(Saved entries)
══════════
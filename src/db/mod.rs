//! Database module - AppState and the case store
//!
//! - `case` - case, message and attachment queries

mod case;

use async_trait::async_trait;
use sqlx::PgPool;
use std::sync::Arc;
use std::time::Duration;
use thiserror::Error;

use crate::bundle::{DemandBundleComposer, DocumentRenderer, TypstRenderEngine};
use crate::case::models::{Case, CaseFile};
use crate::config::AppConfig;
use crate::drafting::{DraftingService, HttpDraftingClient, Provider};
use crate::storage::{GcsStorage, ObjectStore};

#[derive(Debug, Error)]
pub enum StoreError {
    #[error("case {0} not found")]
    CaseNotFound(i32),
    #[error("database error: {0}")]
    Database(#[from] sqlx::Error),
}

/// Read access to cases and their evidence.
#[async_trait]
pub trait CaseStore: Send + Sync {
    /// All cases ordered by id.
    async fn list_cases(&self) -> Result<Vec<Case>, StoreError>;

    /// One case with its messages (ascending by sent time) and attachments.
    async fn load_case(&self, id: i32) -> Result<CaseFile, StoreError>;
}

pub struct PgCaseStore {
    pool: PgPool,
}

impl PgCaseStore {
    pub fn new(pool: PgPool) -> Self {
        Self { pool }
    }

    pub async fn connect(database_url: &str) -> Result<Self, sqlx::Error> {
        let pool = sqlx::postgres::PgPoolOptions::new()
            .max_connections(10)
            .min_connections(1)
            .acquire_timeout(Duration::from_secs(30))
            .idle_timeout(Duration::from_secs(900))
            .max_lifetime(Duration::from_secs(1800))
            .connect(database_url)
            .await?;
        Ok(Self::new(pool))
    }
}

/// Shared collaborators handed to every request.
#[derive(Clone)]
pub struct AppState {
    pub cases: Arc<dyn CaseStore>,
    pub storage: Arc<dyn ObjectStore>,
    pub drafting: Arc<dyn DraftingService>,
    pub renderer: Arc<dyn DocumentRenderer>,
    pub composer: Arc<DemandBundleComposer>,
    pub default_provider: Provider,
}

impl AppState {
    pub async fn new_with_config(config: &AppConfig) -> Result<Self, Box<dyn std::error::Error>> {
        let cases = PgCaseStore::connect(&config.database_url).await?;

        let http_client = reqwest::Client::builder()
            .pool_idle_timeout(Duration::from_secs(900))
            .user_agent(concat!(env!("CARGO_PKG_NAME"), "/", env!("CARGO_PKG_VERSION")))
            .build()?;

        let storage = GcsStorage::new(config.storage.clone(), http_client.clone());
        let drafting = HttpDraftingClient::new(
            http_client,
            config.credentials.clone(),
            config.http_timeout_secs,
        );
        let composer = DemandBundleComposer::new()?.with_signature(config.signature.clone());

        Ok(Self::from_parts(
            Arc::new(cases),
            Arc::new(storage),
            Arc::new(drafting),
            Arc::new(TypstRenderEngine::with_binary(config.typst_binary.clone())),
            composer,
            config.default_provider,
        ))
    }

    pub fn from_parts(
        cases: Arc<dyn CaseStore>,
        storage: Arc<dyn ObjectStore>,
        drafting: Arc<dyn DraftingService>,
        renderer: Arc<dyn DocumentRenderer>,
        composer: DemandBundleComposer,
        default_provider: Provider,
    ) -> Self {
        Self {
            cases,
            storage,
            drafting,
            renderer,
            composer: Arc::new(composer),
            default_provider,
        }
    }
}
══════════
**Your assignment:**
Keep every word intact and transcribe the records in full.

**Solution for this problem:**
filename src/db/mod.rs
//! Database module - AppState and the case store
//!
//! - `case` - case, message and attachment queries

mod case;

use async_trait::async_trait;
use sqlx::PgPool;
use std::sync::Arc;
use std::time::Duration;
use thiserror::Error;

use crate::bundle::{DemandBundleComposer, DocumentRenderer, TypstRenderEngine};
use crate::case::models::{Case, CaseFile};
use crate::config::AppConfig;
use crate::drafting::{DraftingService, HttpDraftingClient, Provider};
use crate::storage::{GcsStorage, ObjectStore};

#[derive(Debug, Error)]
pub enum StoreError {
    #[error("case {0} not found")]
    CaseNotFound(i32),
    #[error("database error: {0}")]
    Database(#[from] sqlx::Error),
}

/// Read access to cases and their evidence.
#[async_trait]
pub trait CaseStore: Send + Sync {
    /// All cases ordered by id.
    async fn list_cases(&self) -> Result<Vec<Case>, StoreError>;

    /// One case with its messages (ascending by sent time) and attachments.
    async fn load_case(&self, id: i32) -> Result<CaseFile, StoreError>;
}

pub struct PgCaseStore {
    pool: PgPool,
}

impl PgCaseStore {
    pub fn new(pool: PgPool) -> Self {
        Self { pool }
    }

    pub async fn connect(database_url: &str) -> Result<Self, sqlx::Error> {
        let pool = sqlx::postgres::PgPoolOptions::new()
            .max_connections(10)
            .min_connections(1)
            .acquire_timeout(Duration::from_secs(30))
            .idle_timeout(Duration::from_secs(900))
            .max_lifetime(Duration::from_secs(1800))
            .connect(database_url)
            .await?;
        Ok(Self::new(pool))
    }
}

/// Shared collaborators handed to every request.
#[derive(Clone)]
pub struct AppState {
    pub cases: Arc<dyn CaseStore>,
    pub storage: Arc<dyn ObjectStore>,
    pub drafting: Arc<dyn DraftingService>,
    pub renderer: Arc<dyn DocumentRenderer>,
    pub composer: Arc<DemandBundleComposer>,
    pub default_provider: Provider,
}

impl AppState {
    pub async fn new_with_config(config: &AppConfig) -> Result<Self, Box<dyn std::error::Error>> {
        let cases = PgCaseStore::connect(&config.database_url).await?;

        let http_client = reqwest::Client::builder()
            .pool_idle_timeout(Duration::from_secs(900))
            .user_agent(concat!(env!("CARGO_PKG_NAME"), "/", env!("CARGO_PKG_VERSION")))
            .build()?;

        let storage = GcsStorage::new(config.storage.clone(), http_client.clone());
        let drafting = HttpDraftingClient::new(
            http_client,
            config.credentials.clone(),
            config.http_timeout_secs,
        );
        let composer = DemandBundleComposer::new()?.with_signature(config.signature.clone());

        Ok(Self::from_parts(
            Arc::new(cases),
            Arc::new(storage),
            Arc::new(drafting),
            Arc::new(TypstRenderEngine::with_binary(config.typst_binary.clone())),
            composer,
            config.default_provider,
        ))
    }

    pub fn from_parts(
        cases: Arc<dyn CaseStore>,
        storage: Arc<dyn ObjectStore>,
        drafting: Arc<dyn DraftingService>,
        renderer: Arc<dyn DocumentRenderer>,
        composer: DemandBundleComposer,
        default_provider: Provider,
    ) -> Self {
        Self {
            cases,
            storage,
            drafting,
            renderer,
            composer: Arc::new(composer),
            default_provider,
        }
    }
}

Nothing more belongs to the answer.